Aidan Gomez was one of the co-authors of the pioneering 2017 paper that introduced a so-called transformer technique — the "T" at the end of ChatGPT — for improving the performance of machine-learning systems, especially in how they learn from passages of text. Then just a 20-year-old intern at Google, Gomez remembers laying on a couch at the company's California headquarters when his team sent out the paper around 3 am when it was due.

"Aidan, this is going to be so huge," he remembers a colleague telling him, of the work that's since helped lead to new systems that can generate humanlike prose and imagery.

Six years later and now CEO of his own AI company called Cohere, which Hinton has invested in, Gomez is enthused about the potential applications of these systems but bothered by fearmongering he says is "detached from the reality" of their true capabilities and "relies on extraordinary leaps of imagination and reasoning."
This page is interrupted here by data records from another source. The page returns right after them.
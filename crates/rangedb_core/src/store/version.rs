//! Per-record version chains.

use crate::schema::Value;
use crate::types::{Timestamp, TxnId};
use serde::{Deserialize, Serialize};

/// Resolution state of an update.
#[derive(Debug, Clone, Copy, PartialEq, Eq, Serialize, Deserialize)]
pub enum UpdateState {
    /// Written by a running transaction.
    Uncommitted,
    /// Written by a prepared transaction awaiting commit or rollback.
    Prepared,
    /// Published.
    Committed,
}

/// Transactional metadata shared by versions and page-delete markers.
#[derive(Debug, Clone, Copy, PartialEq, Eq, Serialize, Deserialize)]
pub struct UpdateMeta {
    /// Originating transaction; [`TxnId::NONE`] once the origin no longer matters.
    pub txn: TxnId,
    /// Resolution state.
    pub state: UpdateState,
    /// Commit timestamp, or none.
    pub commit_ts: Timestamp,
    /// Durable timestamp, or none.
    pub durable_ts: Timestamp,
    /// Prepare timestamp, or none.
    pub prepare_ts: Timestamp,
    /// Whether the originating transaction went through prepare.
    pub was_prepared: bool,
}

impl UpdateMeta {
    /// Metadata of a fresh write by `txn`.
    #[must_use]
    pub const fn uncommitted(txn: TxnId) -> Self {
        Self {
            txn,
            state: UpdateState::Uncommitted,
            commit_ts: Timestamp::NONE,
            durable_ts: Timestamp::NONE,
            prepare_ts: Timestamp::NONE,
            was_prepared: false,
        }
    }

    /// Metadata of a committed write whose origin is forgotten.
    #[must_use]
    pub const fn committed(commit_ts: Timestamp, durable_ts: Timestamp) -> Self {
        Self {
            txn: TxnId::NONE,
            state: UpdateState::Committed,
            commit_ts,
            durable_ts,
            prepare_ts: Timestamp::NONE,
            was_prepared: false,
        }
    }

    /// Whether the update is published.
    #[must_use]
    pub const fn is_committed(&self) -> bool {
        matches!(self.state, UpdateState::Committed)
    }

    pub(crate) fn prepare(&mut self, prepare_ts: Timestamp) {
        self.state = UpdateState::Prepared;
        self.prepare_ts = prepare_ts;
        self.was_prepared = true;
    }

    pub(crate) fn commit(&mut self, commit_ts: Timestamp, durable_ts: Timestamp) {
        self.state = UpdateState::Committed;
        self.commit_ts = commit_ts;
        self.durable_ts = durable_ts;
    }
}

/// What a version carries.
#[derive(Debug, Clone, PartialEq, Eq, Serialize, Deserialize)]
pub enum Payload {
    /// A value.
    Value(Value),
    /// A removal.
    Tombstone,
    /// A write lock with no data; discarded at commit.
    Reserve,
}

/// One version of a record.
#[derive(Debug, Clone, PartialEq, Eq, Serialize, Deserialize)]
pub struct Version {
    /// Transactional metadata.
    pub meta: UpdateMeta,
    /// Data.
    pub payload: Payload,
}

impl Version {
    /// Creates a version.
    #[must_use]
    pub const fn new(meta: UpdateMeta, payload: Payload) -> Self {
        Self { meta, payload }
    }

    /// Whether this is a tombstone.
    #[must_use]
    pub const fn is_tombstone(&self) -> bool {
        matches!(self.payload, Payload::Tombstone)
    }
}

/// The versions of one key, oldest first.
#[derive(Debug, Clone, Default, PartialEq, Eq, Serialize, Deserialize)]
pub struct VersionChain {
    versions: Vec<Version>,
}

impl VersionChain {
    /// Creates an empty chain.
    #[must_use]
    pub const fn new() -> Self {
        Self {
            versions: Vec::new(),
        }
    }

    /// Creates a chain from versions ordered oldest first.
    #[must_use]
    pub fn from_versions(versions: Vec<Version>) -> Self {
        Self { versions }
    }

    /// Appends a newer version.
    pub fn push(&mut self, version: Version) {
        self.versions.push(version);
    }

    /// The newest version.
    #[must_use]
    pub fn newest(&self) -> Option<&Version> {
        self.versions.last()
    }

    /// Versions from newest to oldest.
    pub fn newest_first(&self) -> impl Iterator<Item = &Version> {
        self.versions.iter().rev()
    }

    /// Versions from oldest to newest.
    #[must_use]
    pub fn versions(&self) -> &[Version] {
        &self.versions
    }

    pub(crate) fn versions_mut(&mut self) -> &mut Vec<Version> {
        &mut self.versions
    }

    /// Whether the chain has no versions.
    #[must_use]
    pub fn is_empty(&self) -> bool {
        self.versions.is_empty()
    }

    /// Number of versions.
    #[must_use]
    pub fn len(&self) -> usize {
        self.versions.len()
    }

    /// Whether any version is unresolved.
    #[must_use]
    pub fn has_unresolved(&self) -> bool {
        self.versions.iter().any(|v| !v.meta.is_committed())
    }

    /// Applies `f` to every version written by `txn`.
    pub(crate) fn for_txn(&mut self, txn: TxnId, mut f: impl FnMut(&mut Version)) {
        for v in self.versions.iter_mut().filter(|v| v.meta.txn == txn) {
            f(v);
        }
    }

    /// Drops versions written by `txn`.
    pub(crate) fn discard_txn(&mut self, txn: TxnId) {
        self.versions.retain(|v| v.meta.txn != txn);
    }
}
"The notion that these models are somehow gonna get access to our nuclear weapons and launch some sort of extinction-level event is not a productive discourse to have," Gomez said. "It’s harmful to those real pragmatic policy efforts that are trying to do something good."

Asked about his investments in Cohere on Wednesday in light of his broader concerns about AI, Hinton said he had no plans to pull his investments because there are still many helpful applications of language models in medicine and elsewhere. He also said he hadn't made any bad decisions in pursuing the research he started in the 1970s.

"Until very recently, I thought this existential crisis was a long way off," Hinton said. "So I don't really have any regrets about what I did."